[Data extract — start]
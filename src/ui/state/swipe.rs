// SPDX-License-Identifier: MPL-2.0
//! Horizontal swipe classification.

use crate::config::{SWIPE_DOMINANCE_RATIO, SWIPE_MIN_DISTANCE, SWIPE_MIN_VELOCITY};
use iced::Vector;

#[derive(Debug, Clone, Copy, PartialEq, Eq)]
pub enum SwipeDirection {
    Left,
    Right,
}

/// Classifies a released drag.
///
/// A swipe needs enough horizontal travel or enough horizontal speed at
/// release (`velocity` in px/ms), and the horizontal travel must dominate
/// the vertical travel.
#[must_use]
pub fn classify_swipe(travel: Vector, velocity: Vector) -> Option<SwipeDirection> {
    let dx = travel.x.abs();
    let dy = travel.y.abs();
    let velocity = velocity.x.abs();

    let far_or_fast = dx > SWIPE_MIN_DISTANCE || velocity > SWIPE_MIN_VELOCITY;
    let horizontal = dx > SWIPE_DOMINANCE_RATIO * dy;

    if far_or_fast && horizontal {
        Some(if travel.x < 0.0 {
            SwipeDirection::Left
        } else {
            SwipeDirection::Right
        })
    } else {
        None
    }
}

#[cfg(test)]
mod tests {
    use super::*;

    #[test]
    fn long_horizontal_drag_is_a_swipe() {
        assert_eq!(
            classify_swipe(Vector::new(-80.0, 10.0), Vector::new(-0.2, 0.0)),
            Some(SwipeDirection::Left)
        );
        assert_eq!(
            classify_swipe(Vector::new(30.0, 0.0), Vector::new(0.0, 0.0)),
            Some(SwipeDirection::Right)
        );
    }

    #[test]
    fn short_fast_flick_is_a_swipe() {
        assert_eq!(
            classify_swipe(Vector::new(20.0, 2.0), Vector::new(0.4, 0.0)),
            Some(SwipeDirection::Right)
        );
    }

    #[test]
    fn short_slow_drag_is_not() {
        assert_eq!(classify_swipe(Vector::new(20.0, 0.0), Vector::new(0.04, 0.0)), None);
        // Fast vertical motion at release does not count.
        assert_eq!(classify_swipe(Vector::new(20.0, 0.0), Vector::new(0.0, 1.5)), None);
    }

    #[test]
    fn diagonal_drag_is_not() {
        // 60 is not more than 1.3 × 50
        assert_eq!(classify_swipe(Vector::new(60.0, 50.0), Vector::new(0.6, 0.5)), None);
        assert_eq!(classify_swipe(Vector::new(0.0, 0.0), Vector::new(0.0, 0.0)), None);
    }
}
// SPDX-License-Identifier: MPL-2.0
//! Internationalization (i18n) support for the application.
//!
//! This module provides localization capabilities using the Fluent localization system.
//! It handles language detection, translation file loading, and string formatting.
//!
//! # Features
//!
//! - Automatic locale detection from CLI, config, or system settings
//! - Translation files embedded in the binary (`assets/i18n/*.ftl`)
//! - Runtime language switching between English and Hindi
//! - Fallback to `en-US` when a key is missing in the active locale

pub mod fluent;

pub use fluent::{I18n, DEFAULT_LOCALE};
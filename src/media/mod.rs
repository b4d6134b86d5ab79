// SPDX-License-Identifier: MPL-2.0
//! Fetching, probing and caching of the calendar artwork.
//!
//! Downloads run as async tasks on the iced runtime. Results come back
//! tagged with their URL and are kept in an [`ImageCache`] so that flipping
//! back and forth never downloads the same page twice.

pub mod cache;
pub mod fetch;
pub mod image;

pub use cache::{CacheConfig, CacheStats, ImageCache};
pub use fetch::{build_client, load_image};
pub use image::ImageData;
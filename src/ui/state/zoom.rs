// SPDX-License-Identifier: MPL-2.0
//! Zoom scale and step newtypes.

pub use crate::config::{
    DEFAULT_ZOOM_STEP, MAX_ZOOM_SCALE, MAX_ZOOM_STEP, MIN_ZOOM_SCALE, MIN_ZOOM_STEP,
    SNAP_BACK_SCALE,
};

/// Zoom scale, guaranteed to be within the valid range (1×–4×).
///
/// This type ensures that scale values are always valid, eliminating
/// the need for manual clamping at usage sites.
#[derive(Debug, Clone, Copy, PartialEq, PartialOrd)]
pub struct ZoomScale(f32);

impl ZoomScale {
    /// The un-zoomed scale.
    pub const IDENTITY: Self = Self(MIN_ZOOM_SCALE);

    /// Creates a new scale, clamping the value to the valid range.
    /// NaN maps to the identity scale.
    #[must_use]
    pub fn new(scale: f32) -> Self {
        if scale.is_nan() {
            return Self::IDENTITY;
        }
        Self(scale.clamp(MIN_ZOOM_SCALE, MAX_ZOOM_SCALE))
    }

    #[must_use]
    pub fn value(self) -> f32 {
        self.0
    }

    #[must_use]
    pub fn is_min(self) -> bool {
        self.0 <= MIN_ZOOM_SCALE
    }

    #[must_use]
    pub fn is_max(self) -> bool {
        self.0 >= MAX_ZOOM_SCALE
    }

    /// Returns whether a released gesture at this scale should snap back.
    #[must_use]
    pub fn below_snap_threshold(self) -> bool {
        self.0 < SNAP_BACK_SCALE
    }

    /// Increases the scale by the given step.
    #[must_use]
    pub fn zoom_in(self, step: ZoomStep) -> Self {
        Self::new(self.0 + step.value())
    }

    /// Decreases the scale by the given step.
    #[must_use]
    pub fn zoom_out(self, step: ZoomStep) -> Self {
        Self::new(self.0 - step.value())
    }

    /// Scales the value by a pinch ratio.
    #[must_use]
    pub fn scaled_by(self, ratio: f32) -> Self {
        Self::new(self.0 * ratio)
    }
}

impl Default for ZoomScale {
    fn default() -> Self {
        Self::IDENTITY
    }
}

/// Zoom step, guaranteed to be within the valid range (0.1–1.5).
#[derive(Debug, Clone, Copy, PartialEq)]
pub struct ZoomStep(f32);

impl ZoomStep {
    /// Creates a new zoom step, clamping the value to the valid range.
    #[must_use]
    pub fn new(step: f32) -> Self {
        Self(step.clamp(MIN_ZOOM_STEP, MAX_ZOOM_STEP))
    }

    /// Creates a step without the control-step bounds (used for wheel notches).
    #[must_use]
    pub(crate) fn raw(step: f32) -> Self {
        Self(step.abs().min(MAX_ZOOM_SCALE))
    }

    #[must_use]
    pub fn value(self) -> f32 {
        self.0
    }
}

impl Default for ZoomStep {
    fn default() -> Self {
        Self(DEFAULT_ZOOM_STEP)
    }
}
[Data extract — finish]
#### [Your goal]
All that belongs in the answer is the run of lines above from the line containing "and string formatting." through the line containing "- Translation files", exactly as written.

#### [Task response]
//! It handles language detection, translation file loading, and string formatting.
//!
//! # Features
//!
//! - Automatic locale detection from CLI, config, or system settings
//! - Translation files embedded in the binary (`assets/i18n/*.ftl`)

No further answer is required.